___ Entries supplied

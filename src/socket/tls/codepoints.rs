//! IANA TLS code points used by the browser descriptors, plus the mapping
//! from code point to the names BoringSSL's list parsers understand.

/// Cipher suite identifiers.
pub mod cipher {
    pub const TLS_AES_128_GCM_SHA256: u16 = 0x1301;
    pub const TLS_AES_256_GCM_SHA384: u16 = 0x1302;
    pub const TLS_CHACHA20_POLY1305_SHA256: u16 = 0x1303;

    pub const ECDHE_ECDSA_AES128_GCM_SHA256: u16 = 0xc02b;
    pub const ECDHE_RSA_AES128_GCM_SHA256: u16 = 0xc02f;
    pub const ECDHE_ECDSA_AES256_GCM_SHA384: u16 = 0xc02c;
    pub const ECDHE_RSA_AES256_GCM_SHA384: u16 = 0xc030;
    pub const ECDHE_ECDSA_CHACHA20_POLY1305: u16 = 0xcca9;
    pub const ECDHE_RSA_CHACHA20_POLY1305: u16 = 0xcca8;
    pub const ECDHE_ECDSA_AES128_SHA: u16 = 0xc009;
    pub const ECDHE_ECDSA_AES256_SHA: u16 = 0xc00a;
    pub const ECDHE_RSA_AES128_SHA: u16 = 0xc013;
    pub const ECDHE_RSA_AES256_SHA: u16 = 0xc014;
    pub const ECDHE_ECDSA_AES128_SHA256: u16 = 0xc023;
    pub const ECDHE_ECDSA_AES256_SHA384: u16 = 0xc024;
    pub const ECDHE_RSA_AES128_SHA256: u16 = 0xc027;
    pub const ECDHE_RSA_AES256_SHA384: u16 = 0xc028;
    pub const ECDHE_ECDSA_3DES_EDE_CBC_SHA: u16 = 0xc008;
    pub const ECDHE_RSA_3DES_EDE_CBC_SHA: u16 = 0xc012;
    pub const RSA_AES128_GCM_SHA256: u16 = 0x009c;
    pub const RSA_AES256_GCM_SHA384: u16 = 0x009d;
    pub const RSA_AES128_SHA: u16 = 0x002f;
    pub const RSA_AES256_SHA: u16 = 0x0035;
    pub const RSA_AES128_SHA256: u16 = 0x003c;
    pub const RSA_AES256_SHA256: u16 = 0x003d;
    pub const RSA_3DES_EDE_CBC_SHA: u16 = 0x000a;
}

/// Extension type identifiers.
pub mod extension {
    pub const SERVER_NAME: u16 = 0;
    pub const STATUS_REQUEST: u16 = 5;
    pub const SUPPORTED_GROUPS: u16 = 10;
    pub const EC_POINT_FORMATS: u16 = 11;
    pub const SIGNATURE_ALGORITHMS: u16 = 13;
    pub const ALPN: u16 = 16;
    pub const SIGNED_CERTIFICATE_TIMESTAMP: u16 = 18;
    pub const PADDING: u16 = 21;
    pub const ENCRYPT_THEN_MAC: u16 = 22;
    pub const EXTENDED_MASTER_SECRET: u16 = 23;
    pub const COMPRESS_CERTIFICATE: u16 = 27;
    pub const RECORD_SIZE_LIMIT: u16 = 28;
    pub const DELEGATED_CREDENTIALS: u16 = 34;
    pub const SESSION_TICKET: u16 = 35;
    pub const PRE_SHARED_KEY: u16 = 41;
    pub const EARLY_DATA: u16 = 42;
    pub const SUPPORTED_VERSIONS: u16 = 43;
    pub const PSK_KEY_EXCHANGE_MODES: u16 = 45;
    pub const POST_HANDSHAKE_AUTH: u16 = 49;
    pub const SIGNATURE_ALGORITHMS_CERT: u16 = 50;
    pub const KEY_SHARE: u16 = 51;
    pub const APPLICATION_SETTINGS: u16 = 17513;
    pub const APPLICATION_SETTINGS_NEW: u16 = 17613;
    pub const ENCRYPTED_CLIENT_HELLO: u16 = 65037;
    pub const RENEGOTIATION_INFO: u16 = 65281;
}

/// Named groups (supported_groups / key_share).
pub mod group {
    pub const SECP256R1: u16 = 0x0017;
    pub const SECP384R1: u16 = 0x0018;
    pub const SECP521R1: u16 = 0x0019;
    pub const X25519: u16 = 0x001d;
    pub const FFDHE2048: u16 = 0x0100;
    pub const FFDHE3072: u16 = 0x0101;
    pub const X25519_MLKEM768: u16 = 0x11ec;
    pub const X25519_KYBER768_DRAFT00: u16 = 0x6399;
}

/// Signature schemes.
pub mod sigalg {
    pub const RSA_PKCS1_SHA1: u16 = 0x0201;
    pub const ECDSA_SHA1: u16 = 0x0203;
    pub const RSA_PKCS1_SHA256: u16 = 0x0401;
    pub const ECDSA_SECP256R1_SHA256: u16 = 0x0403;
    pub const RSA_PKCS1_SHA384: u16 = 0x0501;
    pub const ECDSA_SECP384R1_SHA384: u16 = 0x0503;
    pub const RSA_PKCS1_SHA512: u16 = 0x0601;
    pub const ECDSA_SECP521R1_SHA512: u16 = 0x0603;
    pub const RSA_PSS_RSAE_SHA256: u16 = 0x0804;
    pub const RSA_PSS_RSAE_SHA384: u16 = 0x0805;
    pub const RSA_PSS_RSAE_SHA512: u16 = 0x0806;
    pub const ED25519: u16 = 0x0807;
}

/// Protocol versions as they appear on the wire.
pub mod version {
    pub const TLS_1_0: u16 = 0x0301;
    pub const TLS_1_1: u16 = 0x0302;
    pub const TLS_1_2: u16 = 0x0303;
    pub const TLS_1_3: u16 = 0x0304;
}

/// RFC 8701 GREASE values.
pub const GREASE_VALUES: [u16; 16] = [
    0x0a0a, 0x1a1a, 0x2a2a, 0x3a3a, 0x4a4a, 0x5a5a, 0x6a6a, 0x7a7a, 0x8a8a, 0x9a9a, 0xaaaa,
    0xbaba, 0xcaca, 0xdada, 0xeaea, 0xfafa,
];

/// Whether a 16-bit code point is a GREASE placeholder.
pub fn is_grease(value: u16) -> bool {
    (value & 0x0f0f) == 0x0a0a && (value >> 8) == (value & 0xff)
}

/// Standard cipher suite name as BoringSSL's cipher list parser takes it.
/// TLS 1.3 suites are listed too, which pins their order.
pub fn cipher_name(id: u16) -> Option<&'static str> {
    use cipher::*;
    let name = match id {
        TLS_AES_128_GCM_SHA256 => "TLS_AES_128_GCM_SHA256",
        TLS_AES_256_GCM_SHA384 => "TLS_AES_256_GCM_SHA384",
        TLS_CHACHA20_POLY1305_SHA256 => "TLS_CHACHA20_POLY1305_SHA256",
        ECDHE_ECDSA_AES128_GCM_SHA256 => "TLS_ECDHE_ECDSA_WITH_AES_128_GCM_SHA256",
        ECDHE_RSA_AES128_GCM_SHA256 => "TLS_ECDHE_RSA_WITH_AES_128_GCM_SHA256",
        ECDHE_ECDSA_AES256_GCM_SHA384 => "TLS_ECDHE_ECDSA_WITH_AES_256_GCM_SHA384",
        ECDHE_RSA_AES256_GCM_SHA384 => "TLS_ECDHE_RSA_WITH_AES_256_GCM_SHA384",
        ECDHE_ECDSA_CHACHA20_POLY1305 => "TLS_ECDHE_ECDSA_WITH_CHACHA20_POLY1305_SHA256",
        ECDHE_RSA_CHACHA20_POLY1305 => "TLS_ECDHE_RSA_WITH_CHACHA20_POLY1305_SHA256",
        ECDHE_ECDSA_AES128_SHA => "TLS_ECDHE_ECDSA_WITH_AES_128_CBC_SHA",
        ECDHE_ECDSA_AES256_SHA => "TLS_ECDHE_ECDSA_WITH_AES_256_CBC_SHA",
        ECDHE_RSA_AES128_SHA => "TLS_ECDHE_RSA_WITH_AES_128_CBC_SHA",
        ECDHE_RSA_AES256_SHA => "TLS_ECDHE_RSA_WITH_AES_256_CBC_SHA",
        ECDHE_RSA_AES128_SHA256 => "TLS_ECDHE_RSA_WITH_AES_128_CBC_SHA256",
        ECDHE_ECDSA_3DES_EDE_CBC_SHA => "TLS_ECDHE_ECDSA_WITH_3DES_EDE_CBC_SHA",
        ECDHE_RSA_3DES_EDE_CBC_SHA => "TLS_ECDHE_RSA_WITH_3DES_EDE_CBC_SHA",
        RSA_AES128_GCM_SHA256 => "TLS_RSA_WITH_AES_128_GCM_SHA256",
        RSA_AES256_GCM_SHA384 => "TLS_RSA_WITH_AES_256_GCM_SHA384",
        RSA_AES128_SHA => "TLS_RSA_WITH_AES_128_CBC_SHA",
        RSA_AES256_SHA => "TLS_RSA_WITH_AES_256_CBC_SHA",
        RSA_3DES_EDE_CBC_SHA => "TLS_RSA_WITH_3DES_EDE_CBC_SHA",
        _ => return None,
    };
    Some(name)
}

/// BoringSSL curve name for a named group.
pub fn group_name(id: u16) -> Option<&'static str> {
    use group::*;
    let name = match id {
        X25519 => "X25519",
        SECP256R1 => "P-256",
        SECP384R1 => "P-384",
        SECP521R1 => "P-521",
        X25519_KYBER768_DRAFT00 => "X25519Kyber768Draft00",
        X25519_MLKEM768 => "X25519MLKEM768",
        _ => return None,
    };
    Some(name)
}

/// Whether a group is a post-quantum hybrid that older BoringSSL builds
/// may not know.
pub fn is_post_quantum_group(id: u16) -> bool {
    matches!(id, group::X25519_KYBER768_DRAFT00 | group::X25519_MLKEM768)
}

/// TLS 1.3 style signature scheme name, accepted by both the sigalgs and
/// delegated_credentials list parsers.
pub fn sigalg_name(id: u16) -> Option<&'static str> {
    use sigalg::*;
    let name = match id {
        ECDSA_SECP256R1_SHA256 => "ecdsa_secp256r1_sha256",
        ECDSA_SECP384R1_SHA384 => "ecdsa_secp384r1_sha384",
        ECDSA_SECP521R1_SHA512 => "ecdsa_secp521r1_sha512",
        RSA_PSS_RSAE_SHA256 => "rsa_pss_rsae_sha256",
        RSA_PSS_RSAE_SHA384 => "rsa_pss_rsae_sha384",
        RSA_PSS_RSAE_SHA512 => "rsa_pss_rsae_sha512",
        RSA_PKCS1_SHA256 => "rsa_pkcs1_sha256",
        RSA_PKCS1_SHA384 => "rsa_pkcs1_sha384",
        RSA_PKCS1_SHA512 => "rsa_pkcs1_sha512",
        RSA_PKCS1_SHA1 => "rsa_pkcs1_sha1",
        ECDSA_SHA1 => "ecdsa_sha1",
        ED25519 => "ed25519",
        _ => return None,
    };
    Some(name)
}

/// Key exchange share length for a group, used when synthesizing hellos.
pub fn key_share_len(id: u16) -> usize {
    use group::*;
    match id {
        X25519 => 32,
        SECP256R1 => 65,
        SECP384R1 => 97,
        SECP521R1 => 133,
        X25519_KYBER768_DRAFT00 => 32 + 1184,
        X25519_MLKEM768 => 1184 + 32,
        FFDHE2048 => 256,
        FFDHE3072 => 384,
        _ => 1,
    }
}

#[cfg(test)]
mod tests {
    use super::*;

    #[test]
    fn test_grease_detection() {
        for v in GREASE_VALUES {
            assert!(is_grease(v), "{:04x}", v);
        }
        assert!(!is_grease(0x1301));
        assert!(!is_grease(0x0a0b));
        assert!(!is_grease(extension::RENEGOTIATION_INFO));
    }

    #[test]
    fn test_cipher_names_cover_tls13_and_3des() {
        assert_eq!(cipher_name(cipher::TLS_CHACHA20_POLY1305_SHA256), Some("TLS_CHACHA20_POLY1305_SHA256"));
        assert_eq!(
            cipher_name(cipher::ECDHE_ECDSA_AES128_GCM_SHA256),
            Some("TLS_ECDHE_ECDSA_WITH_AES_128_GCM_SHA256")
        );
        assert!(cipher_name(cipher::ECDHE_ECDSA_3DES_EDE_CBC_SHA).is_some());
        assert!(cipher_name(cipher::ECDHE_RSA_3DES_EDE_CBC_SHA).is_some());
        assert!(cipher_name(cipher::ECDHE_ECDSA_AES128_SHA256).is_none());
    }

    #[test]
    fn test_group_names() {
        assert_eq!(group_name(group::X25519), Some("X25519"));
        assert_eq!(group_name(group::FFDHE2048), None);
        assert!(is_post_quantum_group(group::X25519_MLKEM768));
    }
}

______

Work request:
Give back exactly the lines from the first line of the records through the line holding "pub const ECDHE_RSA_AES128_SHA: u16", including both of those lines and leaving out all others.

Exercise response:
filename src/socket/tls/codepoints.rs
//! IANA TLS code points used by the browser descriptors, plus the mapping
//! from code point to the names BoringSSL's list parsers understand.

/// Cipher suite identifiers.
pub mod cipher {
    pub const TLS_AES_128_GCM_SHA256: u16 = 0x1301;
    pub const TLS_AES_256_GCM_SHA384: u16 = 0x1302;
    pub const TLS_CHACHA20_POLY1305_SHA256: u16 = 0x1303;

    pub const ECDHE_ECDSA_AES128_GCM_SHA256: u16 = 0xc02b;
    pub const ECDHE_RSA_AES128_GCM_SHA256: u16 = 0xc02f;
    pub const ECDHE_ECDSA_AES256_GCM_SHA384: u16 = 0xc02c;
    pub const ECDHE_RSA_AES256_GCM_SHA384: u16 = 0xc030;
    pub const ECDHE_ECDSA_CHACHA20_POLY1305: u16 = 0xcca9;
    pub const ECDHE_RSA_CHACHA20_POLY1305: u16 = 0xcca8;
    pub const ECDHE_ECDSA_AES128_SHA: u16 = 0xc009;
    pub const ECDHE_ECDSA_AES256_SHA: u16 = 0xc00a;
    pub const ECDHE_RSA_AES128_SHA: u16 = 0xc013;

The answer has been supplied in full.